L'inflazione nel Nordest argentino (NEA) ha raggiunto il 2% a luglio 2026, leggermente al di sotto del 2,1% nazionale. Tuttavia, la regione guida l'inflazione accumulata dell'anno, con un aumento del 22,3% da dicembre 2025, tre punti al di sopra della media nazionale del 19,3%. In termini interanuali, la NEA ha registrato un'inflazione del 36,9%, rispetto al 33,8% nazionale. Per rubriche, l'istruzione è stata la più alta (7,5%), seguita da ricreazione e cultura (4%) e alloggio, acqua, elettricità, gas e altri combustibili (3,9%). Alimenti e bevande non alcoliche sono aumentati dell'1,5%, essendo il settore che ha contribuito maggiormente all'aumento generale.
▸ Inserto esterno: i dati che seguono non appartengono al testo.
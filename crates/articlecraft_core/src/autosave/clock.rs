//! Wall-clock abstraction for save timestamps.
//!
//! Debounce deadlines use `tokio::time` and are driven by the runtime; this
//! clock only stamps `last_saved`.

use std::sync::atomic::{AtomicI64, Ordering};
use std::time::{SystemTime, UNIX_EPOCH};

/// Source of wall-clock time in Unix epoch milliseconds.
pub trait Clock: Send + Sync {
    fn now_ms(&self) -> i64;
}

/// Reads the system clock.
#[derive(Debug, Clone, Copy, Default)]
pub struct SystemClock;

impl Clock for SystemClock {
    fn now_ms(&self) -> i64 {
        SystemTime::now()
            .duration_since(UNIX_EPOCH)
            .map_or(0, |elapsed| {
                i64::try_from(elapsed.as_millis()).unwrap_or(i64::MAX)
            })
    }
}

/// Settable clock for deterministic tests and replays.
#[derive(Debug, Default)]
pub struct ManualClock {
    now_ms: AtomicI64,
}

impl ManualClock {
    pub fn new(start_ms: i64) -> Self {
        Self {
            now_ms: AtomicI64::new(start_ms),
        }
    }

    pub fn set(&self, now_ms: i64) {
        self.now_ms.store(now_ms, Ordering::SeqCst);
    }

    pub fn advance(&self, delta_ms: i64) {
        self.now_ms.fetch_add(delta_ms, Ordering::SeqCst);
    }
}

impl Clock for ManualClock {
    fn now_ms(&self) -> i64 {
        self.now_ms.load(Ordering::SeqCst)
    }
}

#[cfg(test)]
mod tests {
    use super::{Clock, ManualClock, SystemClock};

    #[test]
    fn manual_clock_moves_only_when_told() {
        let clock = ManualClock::new(1_000);
        assert_eq!(clock.now_ms(), 1_000);
        clock.advance(250);
        assert_eq!(clock.now_ms(), 1_250);
        clock.set(5);
        assert_eq!(clock.now_ms(), 5);
    }

    #[test]
    fn system_clock_is_after_2020() {
        assert!(SystemClock.now_ms() > 1_577_836_800_000);
    }
}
I beni hanno subito l'1,4%, mentre i servizi sono aumentati del 3,7%, superando la media nazionale. L'inflazione nucleare, che esclude le stazioni regolamentari, è stata dell'1,5% nella NEA.
Lettura del bias (Centro): L'articolo presenta dati obiettivi sull'inflazione nel nordest argentino, senza prendere parti ideologiche né emettere giudizi di valore.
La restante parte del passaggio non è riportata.